**Problem details**
Begin at the line containing "impl<T: Into<Value>> From<Option<T>>" in the data below and go on through the line containing "type Error = anyhow::Error;", repeating each line exactly; include both ends and no other line.

+++ Task inputs

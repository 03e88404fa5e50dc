//! Core value type for all table cells.

use std::cmp::Ordering;
use std::fmt;
use std::hash::{Hash, Hasher};
use std::sync::Arc;

#[cfg(feature = "serde")]
use serde::{Deserialize, Serialize};

use crate::types::Type;

/// Core value type for all table cells.
///
/// Values are immutable and cheaply cloneable. Lists use a persistent
/// vector with structural sharing.
///
/// `Nil` is the table's "absent" sentinel. A `Float(NaN)` is also treated as
/// absent by [`Value::is_absent`].
#[derive(Clone, Default)]
#[cfg_attr(feature = "serde", derive(Serialize, Deserialize))]
pub enum Value {
    /// The nil value (represents absence).
    #[default]
    Nil,
    /// Boolean value.
    Bool(bool),
    /// 64-bit signed integer.
    Int(i64),
    /// 64-bit floating point.
    Float(f64),
    /// String value.
    String(Arc<str>),
    /// Persistent list of values.
    List(im::Vector<Value>),
}

impl Value {
    /// Returns the type of this value.
    #[must_use]
    pub fn value_type(&self) -> Type {
        match self {
            Self::Nil => Type::Nil,
            Self::Bool(_) => Type::Bool,
            Self::Int(_) => Type::Int,
            Self::Float(_) => Type::Float,
            Self::String(_) => Type::String,
            Self::List(_) => Type::List,
        }
    }

    /// Returns true if this value is nil.
    #[must_use]
    pub const fn is_nil(&self) -> bool {
        matches!(self, Self::Nil)
    }

    /// Returns true if this value counts as missing: nil or a NaN float.
    #[must_use]
    pub fn is_absent(&self) -> bool {
        match self {
            Self::Nil => true,
            Self::Float(n) => n.is_nan(),
            _ => false,
        }
    }

    /// Returns the truthiness of this value.
    ///
    /// `nil`, `false`, zero, the empty string, and the empty list are falsy.
    #[must_use]
    pub fn is_truthy(&self) -> bool {
        match self {
            Self::Nil => false,
            Self::Bool(b) => *b,
            Self::Int(n) => *n != 0,
            Self::Float(n) => *n != 0.0,
            Self::String(s) => !s.is_empty(),
            Self::List(items) => !items.is_empty(),
        }
    }

    /// Attempts to extract a boolean value.
    #[must_use]
    pub const fn as_bool(&self) -> Option<bool> {
        match self {
            Self::Bool(b) => Some(*b),
            _ => None,
        }
    }

    /// Attempts to extract an integer value.
    #[must_use]
    pub const fn as_int(&self) -> Option<i64> {
        match self {
            Self::Int(n) => Some(*n),
            _ => None,
        }
    }

    /// Attempts to extract a float value.
    #[must_use]
    pub const fn as_float(&self) -> Option<f64> {
        match self {
            Self::Float(n) => Some(*n),
            _ => None,
        }
    }

    /// Attempts to extract a number as f64 (converts int to float).
    ///
    /// Note: Converting large i64 values to f64 may lose precision.
    #[must_use]
    #[allow(clippy::cast_precision_loss)]
    pub fn as_number(&self) -> Option<f64> {
        match self {
            Self::Int(n) => Some(*n as f64),
            Self::Float(n) => Some(*n),
            _ => None,
        }
    }

    /// Attempts to extract a string reference.
    #[must_use]
    pub fn as_str(&self) -> Option<&str> {
        match self {
            Self::String(s) => Some(s),
            _ => None,
        }
    }
}

// Implement PartialEq manually to handle float comparison
impl PartialEq for Value {
    fn eq(&self, other: &Self) -> bool {
        match (self, other) {
            (Self::Nil, Self::Nil) => true,
            (Self::Bool(a), Self::Bool(b)) => a == b,
            (Self::Int(a), Self::Int(b)) => a == b,
            (Self::Float(a), Self::Float(b)) => a.to_bits() == b.to_bits(),
            (Self::String(a), Self::String(b)) => a == b,
            (Self::List(a), Self::List(b)) => a == b,
            _ => false,
        }
    }
}

impl Eq for Value {}

impl Hash for Value {
    fn hash<H: Hasher>(&self, state: &mut H) {
        std::mem::discriminant(self).hash(state);
        match self {
            Self::Nil => {}
            Self::Bool(b) => b.hash(state),
            Self::Int(n) => n.hash(state),
            Self::Float(n) => n.to_bits().hash(state),
            Self::String(s) => s.hash(state),
            Self::List(items) => items.hash(state),
        }
    }
}

impl PartialOrd for Value {
    #[allow(clippy::cast_precision_loss)]
    fn partial_cmp(&self, other: &Self) -> Option<Ordering> {
        match (self, other) {
            (Self::Nil, Self::Nil) => Some(Ordering::Equal),
            (Self::Bool(a), Self::Bool(b)) => a.partial_cmp(b),
            (Self::Int(a), Self::Int(b)) => a.partial_cmp(b),
            (Self::Float(a), Self::Float(b)) => a.partial_cmp(b),
            // Cross-type numeric comparison intentionally loses precision for large i64
            (Self::Int(a), Self::Float(b)) => (*a as f64).partial_cmp(b),
            (Self::Float(a), Self::Int(b)) => a.partial_cmp(&(*b as f64)),
            (Self::String(a), Self::String(b)) => a.partial_cmp(b),
            (Self::List(a), Self::List(b)) => a.iter().partial_cmp(b.iter()),
            _ => None,
        }
    }
}

impl fmt::Debug for Value {
    fn fmt(&self, f: &mut fmt::Formatter<'_>) -> fmt::Result {
        match self {
            Self::Nil => write!(f, "nil"),
            Self::Bool(b) => write!(f, "{b}"),
            Self::Int(n) => write!(f, "{n}"),
            Self::Float(n) => write!(f, "{n:?}"),
            Self::String(s) => write!(f, "{s:?}"),
            Self::List(items) => f.debug_list().entries(items.iter()).finish(),
        }
    }
}

impl fmt::Display for Value {
    fn fmt(&self, f: &mut fmt::Formatter<'_>) -> fmt::Result {
        match self {
            Self::Nil => write!(f, "nil"),
            Self::Bool(b) => write!(f, "{b}"),
            Self::Int(n) => write!(f, "{n}"),
            Self::Float(n) => fmt_float(*n, f),
            Self::String(s) => write!(f, "{s}"),
            Self::List(items) => {
                write!(f, "[")?;
                for (i, item) in items.iter().enumerate() {
                    if i > 0 {
                        write!(f, ", ")?;
                    }
                    write!(f, "{item:?}")?;
                }
                write!(f, "]")
            }
        }
    }
}

/// Positional notation for magnitudes in `[1e-4, 1e16)`, scientific
/// notation with a signed two-digit exponent outside it.
fn fmt_float(n: f64, f: &mut fmt::Formatter<'_>) -> fmt::Result {
    let magnitude = n.abs();
    if !n.is_finite() || n == 0.0 || (1e-4..1e16).contains(&magnitude) {
        return if n.is_finite() && n.fract() == 0.0 {
            write!(f, "{n}.0")
        } else {
            write!(f, "{n}")
        };
    }
    let sci = format!("{n:e}");
    let (mantissa, exponent) = sci.split_once('e').unwrap_or((sci.as_str(), "0"));
    let (sign, digits) = match exponent.strip_prefix('-') {
        Some(digits) => ('-', digits),
        None => ('+', exponent),
    };
    write!(f, "{mantissa}e{sign}{digits:0>2}")
}

// Convenience From implementations

impl From<bool> for Value {
    fn from(b: bool) -> Self {
        Self::Bool(b)
    }
}

impl From<i64> for Value {
    fn from(n: i64) -> Self {
        Self::Int(n)
    }
}

impl From<i32> for Value {
    fn from(n: i32) -> Self {
        Self::Int(i64::from(n))
    }
}

impl From<f64> for Value {
    fn from(n: f64) -> Self {
        Self::Float(n)
    }
}

impl From<&str> for Value {
    fn from(s: &str) -> Self {
        Self::String(s.into())
    }
}

impl From<String> for Value {
    fn from(s: String) -> Self {
        Self::String(s.into())
    }
}

impl From<Arc<str>> for Value {
    fn from(s: Arc<str>) -> Self {
        Self::String(s)
    }
}

impl<T: Into<Value>> From<Option<T>> for Value {
    fn from(v: Option<T>) -> Self {
        v.map_or(Self::Nil, Into::into)
    }
}

impl<T: Into<Value>> From<Vec<T>> for Value {
    fn from(v: Vec<T>) -> Self {
        Self::List(v.into_iter().map(Into::into).collect())
    }
}
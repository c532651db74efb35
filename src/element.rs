use anyhow::{anyhow, Result};
use serde::{Deserialize, Serialize};

// Declared in order of bonding capacity; the ordinal is the capacity
#[derive(Debug, Clone, Copy, PartialEq, Eq, Hash, PartialOrd, Ord, Serialize, Deserialize)]
pub enum Element {
    Helium,
    Hydrogen,
    Oxygen,
    Nitrogen,
    Carbon,
}

impl Element {
    pub fn max_electrons(&self) -> u8 {
        *self as u8
    }
}

impl TryFrom<char> for Element {
    type Error = anyhow::Error;

    fn try_from(value: char) -> Result<Self> {
        use Element::*;

        match value.to_ascii_lowercase() {
            'e' => Ok(Helium),
            'h' => Ok(Hydrogen),
            'o' => Ok(Oxygen),
            'n' => Ok(Nitrogen),
            'c' => Ok(Carbon),
            _ => Err(anyhow!("Invalid element: {value}")),
        }
    }
}

impl From<Element> for char {
    fn from(element: Element) -> char {
        match element {
            Element::Helium => 'e',
            Element::Hydrogen => 'h',
            Element::Oxygen => 'o',
            Element::Nitrogen => 'n',
            Element::Carbon => 'c',
        }
    }
}
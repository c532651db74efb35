use lazy_static::lazy_static;

lazy_static! {
    static ref THREADS: Option<usize> = std::env::var("SOKOBOND_THREADS")
        .ok()
        .and_then(|s| s.parse().ok());

    static ref NO_VIABILITY: bool = std::env::var("SOKOBOND_NO_VIABILITY").is_ok();

    static ref NO_PRUNE: bool = std::env::var("SOKOBOND_NO_PRUNE").is_ok();

    static ref PROGRESS: Option<usize> = std::env::var("SOKOBOND_PROGRESS")
        .ok()
        .and_then(|s| s.parse().ok());
}

#[derive(Debug, Clone, Copy, PartialEq, Eq)]
pub struct SolverConfig {
    // Worker threads to expand with, or rayon's global pool if None
    pub threads: Option<usize>,

    // Drop successors that fail State::is_valid
    pub viability_filter: bool,

    // Forget closed set keys ranked below everything in the frontier
    pub prune_closed_set: bool,

    // Log progress every this many levels
    pub progress_every: usize,
}

impl Default for SolverConfig {
    fn default() -> Self {
        SolverConfig {
            threads: None,
            viability_filter: true,
            prune_closed_set: true,
            progress_every: 10,
        }
    }
}

impl SolverConfig {
    pub fn from_env() -> SolverConfig {
        let default = SolverConfig::default();

        SolverConfig {
            threads: *THREADS,
            viability_filter: !*NO_VIABILITY,
            prune_closed_set: !*NO_PRUNE,
            progress_every: PROGRESS.unwrap_or(default.progress_every).max(1),
        }
    }
}
//! Closed set keys.
//!
//! A key lists every atom's packed position (`row << 4 | col`) in atom order,
//! with each run of same-element atoms sorted by position, followed by the bonds
//! as sorted `slot_a << 4 | slot_b` bytes where the slots index that sorted list.
//! Atoms of the same element are interchangeable, so two states that only differ
//! in which of them is where pack to the same key.

use crate::puzzle::Puzzle;
use crate::state::State;

#[derive(Debug, Clone, PartialEq, Eq, Hash, PartialOrd, Ord)]
pub struct CanonicalKey(Vec<u8>);

impl CanonicalKey {
    pub fn as_bytes(&self) -> &[u8] {
        &self.0
    }
}

pub fn pack(state: &State, puzzle: &Puzzle) -> CanonicalKey {
    let atoms = state.atoms();
    debug_assert_eq!(atoms.len(), puzzle.atom_count());

    let mut buffer = Vec::with_capacity(atoms.len() + state.total_bonds());
    buffer.extend(atoms.iter().map(|a| a.position.pack()));
    for run in puzzle.element_runs() {
        buffer[run.clone()].sort_unstable();
    }

    // Positions are unique, so each one names a slot
    let mut slots = [0u8; 256];
    for (slot, position) in buffer.iter().enumerate() {
        slots[*position as usize] = slot as u8;
    }

    let mut bonds = Vec::with_capacity(state.total_bonds());
    for (a, atom) in atoms.iter().enumerate() {
        for b in atom.bonds.iter().filter(|b| *b > a) {
            let slot_a = slots[atom.position.pack() as usize];
            let slot_b = slots[atoms[b].position.pack() as usize];
            bonds.push(slot_a.min(slot_b) << 4 | slot_a.max(slot_b));
        }
    }
    bonds.sort_unstable();

    buffer.extend(bonds);
    CanonicalKey(buffer)
}
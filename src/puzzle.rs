use std::collections::BTreeMap;
use std::io::BufRead;
use std::ops::Range;

use anyhow::{anyhow, bail, Context, Result};
use fxhash::{FxHashMap, FxHashSet};
use serde::{Deserialize, Serialize};

use crate::coordinate::{Coordinate, MAX_EXTENT};
use crate::element::Element;
use crate::path::Path;
use crate::state::{bond, Atom, AtomSet, State, MAX_ATOMS, PLAYER_ATOM};

// Give up on the forbidden bond analysis after this many bond sets
const FORBIDDEN_BOND_SEARCH_LIMIT: usize = 1 << 20;

/// A puzzle as described by whoever read it off the screen.
#[derive(Debug, Clone, Default, PartialEq, Eq, Serialize, Deserialize)]
pub struct PuzzleDefinition {
    // Defaults to one past the largest coordinate mentioned
    #[serde(default)]
    pub rows: Option<isize>,
    #[serde(default)]
    pub cols: Option<isize>,

    #[serde(default)]
    pub boundary: Vec<Coordinate>,
    pub atoms: Vec<(Coordinate, Element)>,
    #[serde(default)]
    pub bonds: Vec<(Coordinate, Coordinate)>,
    pub player: Coordinate,

    // Known solutions, if any
    #[serde(default)]
    pub solutions: Vec<Path>,
}

/// Everything about a puzzle that doesn't change from state to state.
#[derive(Debug, Clone)]
pub struct Puzzle {
    rows: isize,
    cols: isize,
    boundary: FxHashSet<Coordinate>,
    initial: State,

    // Contiguous index ranges of interchangeable atoms
    element_runs: Vec<Range<usize>>,

    // Per atom, the partners it bonds with in no possible solution
    forbidden_bonds: Vec<AtomSet>,

    solutions: Vec<Path>,
}

impl Puzzle {
    pub fn new(definition: PuzzleDefinition) -> Result<Puzzle> {
        let PuzzleDefinition {
            rows,
            cols,
            boundary,
            atoms,
            bonds,
            player,
            solutions,
        } = definition;

        if atoms.is_empty() {
            bail!("Puzzle has no atoms");
        }
        if atoms.len() > MAX_ATOMS {
            bail!("Puzzle has {} atoms, at most {MAX_ATOMS} are supported", atoms.len());
        }

        let mut elements = BTreeMap::new();
        for (position, element) in atoms {
            if elements.insert(position, element).is_some() {
                bail!("Multiple atoms at {position}");
            }
        }

        let mentioned = || elements.keys().chain(boundary.iter());
        let rows = rows.unwrap_or_else(|| mentioned().map(|c| c.row + 1).max().unwrap_or(0));
        let cols = cols.unwrap_or_else(|| mentioned().map(|c| c.col + 1).max().unwrap_or(0));
        if rows <= 0 || cols <= 0 || rows > MAX_EXTENT || cols > MAX_EXTENT {
            bail!("Grid of {rows}x{cols} is not supported, at most {MAX_EXTENT}x{MAX_EXTENT}");
        }

        let boundary = boundary
            .into_iter()
            .filter(|c| c.in_extent(rows, cols))
            .collect::<FxHashSet<_>>();

        for position in elements.keys() {
            if !position.in_extent(rows, cols) {
                bail!("Atom at {position} is outside the {rows}x{cols} grid");
            }
            if boundary.contains(position) {
                bail!("Atom at {position} is on the boundary");
            }
        }

        // Player first, then the rest grouped by element (most electrons first)
        let player_element = *elements
            .get(&player)
            .ok_or_else(|| anyhow!("Player {player} is not an atom"))?;

        let mut order = elements
            .iter()
            .filter(|(position, _)| **position != player)
            .map(|(position, element)| (*position, *element))
            .collect::<Vec<_>>();
        order.sort_by(|(pa, ea), (pb, eb)| eb.cmp(ea).then(pa.cmp(pb)));
        order.insert(PLAYER_ATOM, (player, player_element));

        let mut element_runs = vec![PLAYER_ATOM..PLAYER_ATOM + 1];
        for (i, (_, element)) in order.iter().enumerate().skip(1) {
            match element_runs.last_mut() {
                Some(run) if run.start != PLAYER_ATOM && order[run.start].1 == *element => {
                    run.end = i + 1;
                }
                _ => element_runs.push(i..i + 1),
            }
        }

        let index = order
            .iter()
            .enumerate()
            .map(|(i, (position, _))| (*position, i))
            .collect::<FxHashMap<_, _>>();

        let mut atoms = order
            .iter()
            .map(|(position, element)| Atom::new(*position, *element))
            .collect::<Vec<_>>();

        let mut declared = FxHashSet::default();
        for (a, b) in bonds {
            let pair = if a <= b { (a, b) } else { (b, a) };
            if !declared.insert(pair) {
                bail!("Multiple bonds between {a} and {b} are not supported");
            }

            let ia = *index.get(&a).ok_or_else(|| anyhow!("Bond from {a}, which is not an atom"))?;
            let ib = *index.get(&b).ok_or_else(|| anyhow!("Bond to {b}, which is not an atom"))?;
            if ia == ib {
                bail!("Bond from {a} to itself");
            }
            if !a.is_adjacent(b) {
                bail!("Bond between {a} and {b}, which are not adjacent");
            }

            if !bond(&mut atoms, ia, ib) {
                bail!("Insoluble puzzle: no free electrons to bond {a} and {b}");
            }
        }

        let forbidden_bonds = forbidden_bonds(&atoms, FORBIDDEN_BOND_SEARCH_LIMIT);
        let initial = State::new(atoms, Path::empty());

        Ok(Puzzle {
            rows,
            cols,
            boundary,
            initial,
            element_runs,
            forbidden_bonds,
            solutions,
        })
    }

    /// Read a text map followed by optional `bond` and solution lines.
    pub fn read<R: BufRead>(reader: &mut R) -> Result<Puzzle> {
        let mut definition = PuzzleDefinition::default();
        let mut player = None;
        let mut reading_map = true;
        let mut rows = 0;
        let mut cols = 0;

        for (line_no, line) in reader.lines().enumerate() {
            let line = line.with_context(|| format!("reading line {}", line_no + 1))?;
            let line = line.trim_end_matches('\r');

            // Only a truly empty line ends the map, a row of spaces is open floor
            if reading_map {
                if line.is_empty() {
                    reading_map = false;
                    continue;
                }

                let row = line_no as isize;
                rows += 1;
                cols = cols.max(line.chars().count() as isize);

                for (col, c) in line.chars().enumerate() {
                    let position = Coordinate::new(row, col as isize);

                    match c {
                        '-' | '.' | ' ' => {}
                        '#' => definition.boundary.push(position),
                        _ => {
                            let element = Element::try_from(c).with_context(|| {
                                format!("line {} column {}", line_no + 1, col + 1)
                            })?;

                            if c.is_uppercase() {
                                if player.is_some() {
                                    bail!("Multiple player atoms, second at {position}");
                                }
                                player = Some(position);
                            }

                            definition.atoms.push((position, element));
                        }
                    }
                }
                continue;
            }

            let line = line.trim();
            if line.is_empty() {
                continue;
            }

            if let Some(rest) = line.strip_prefix("bond") {
                let parts = rest.split_ascii_whitespace().collect::<Vec<_>>();
                if parts.len() != 2 {
                    bail!("[{}] Expected 'bond <row>,<col> <row>,<col>', got {line}", line_no + 1);
                }
                definition
                    .bonds
                    .push((Coordinate::try_from(parts[0])?, Coordinate::try_from(parts[1])?));
            } else {
                definition.solutions.push(
                    line.parse()
                        .with_context(|| format!("[{}] Invalid solution {line}", line_no + 1))?,
                );
            }
        }

        definition.rows = Some(rows);
        definition.cols = Some(cols);
        definition.player = player.ok_or_else(|| anyhow!("Must have a player atom"))?;

        Puzzle::new(definition)
    }

    /// Read either a JSON definition or a text map.
    pub fn load(input: &str) -> Result<Puzzle> {
        if input.trim_start().starts_with('{') {
            let definition: PuzzleDefinition =
                serde_json::from_str(input).context("parsing puzzle definition")?;
            Puzzle::new(definition)
        } else {
            Puzzle::read(&mut input.as_bytes())
        }
    }

    pub fn rows(&self) -> isize {
        self.rows
    }

    pub fn cols(&self) -> isize {
        self.cols
    }

    // Everything off the grid is as good as a wall
    pub fn is_blocked(&self, c: Coordinate) -> bool {
        !c.in_extent(self.rows, self.cols) || self.boundary.contains(&c)
    }

    pub fn initial_state(&self) -> &State {
        &self.initial
    }

    pub fn atom_count(&self) -> usize {
        self.initial.atoms().len()
    }

    pub fn element_runs(&self) -> &[Range<usize>] {
        &self.element_runs
    }

    pub fn forbidden_bonds(&self) -> &[AtomSet] {
        &self.forbidden_bonds
    }

    pub fn solutions(&self) -> &[Path] {
        &self.solutions
    }
}

// Ignoring geometry entirely, find every bond that shows up in at least one way
// to use up all of the free electrons; the rest can never be part of a solution
fn forbidden_bonds(atoms: &[Atom], limit: usize) -> Vec<AtomSet> {
    let n = atoms.len();
    let mut possible = vec![AtomSet::empty(); n];
    let mut seen = FxHashSet::default();
    let mut to_check = vec![atoms.to_vec()];

    while let Some(current) = to_check.pop() {
        if !seen.insert(current.iter().map(|a| a.bonds).collect::<Vec<_>>()) {
            continue;
        }

        if seen.len() > limit {
            log::warn!("Too many bond combinations, not forbidding any bonds");
            return vec![AtomSet::empty(); n];
        }

        // The first atom with free electrons has to bond with something eventually
        let first = match current.iter().position(|a| a.free_electrons() > 0) {
            Some(first) => first,
            None => {
                for (i, atom) in current.iter().enumerate() {
                    possible[i] = possible[i].union(atom.bonds);
                }
                continue;
            }
        };

        for other in 0..n {
            if other == first
                || current[other].free_electrons() == 0
                || current[first].bonds.contains(other)
            {
                continue;
            }

            let mut next = current.clone();
            if bond(&mut next, first, other) {
                to_check.push(next);
            }
        }
    }

    let forbidden = possible
        .iter()
        .enumerate()
        .map(|(i, possible)| possible.union(AtomSet::single(i)).complement(n))
        .collect::<Vec<_>>();

    log::debug!("forbidden bonds: {forbidden:?}");
    forbidden
}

++++++

**Written solution**
impl<T: Into<Value>> From<Option<T>> for Value {
    fn from(v: Option<T>) -> Self {
        v.map_or(Self::Nil, Into::into)
    }
}

impl<T: Into<Value>> From<Vec<T>> for Value {
    fn from(v: Vec<T>) -> Self {
        Self::List(v.into_iter().map(Into::into).collect())
    }
}
repository c532651db74efb35
filename src/element.rs
use anyhow::{anyhow, Result};
use serde::{Deserialize, Serialize};

// Declared in order of bonding capacity; the ordinal is the capacity
#[derive(Debug, Clone, Copy, PartialEq, Eq, Hash, PartialOrd, Ord, Serialize, Deserialize)]
pub enum Element {
    Helium,
    Hydrogen,
    Oxygen,
    Nitrogen,
    Carbon,
}

impl Element {
    pub fn max_electrons(&self) -> u8 {
        *self as u8
    }
}

impl TryFrom<char> for Element {
    type Error = anyhow::Error;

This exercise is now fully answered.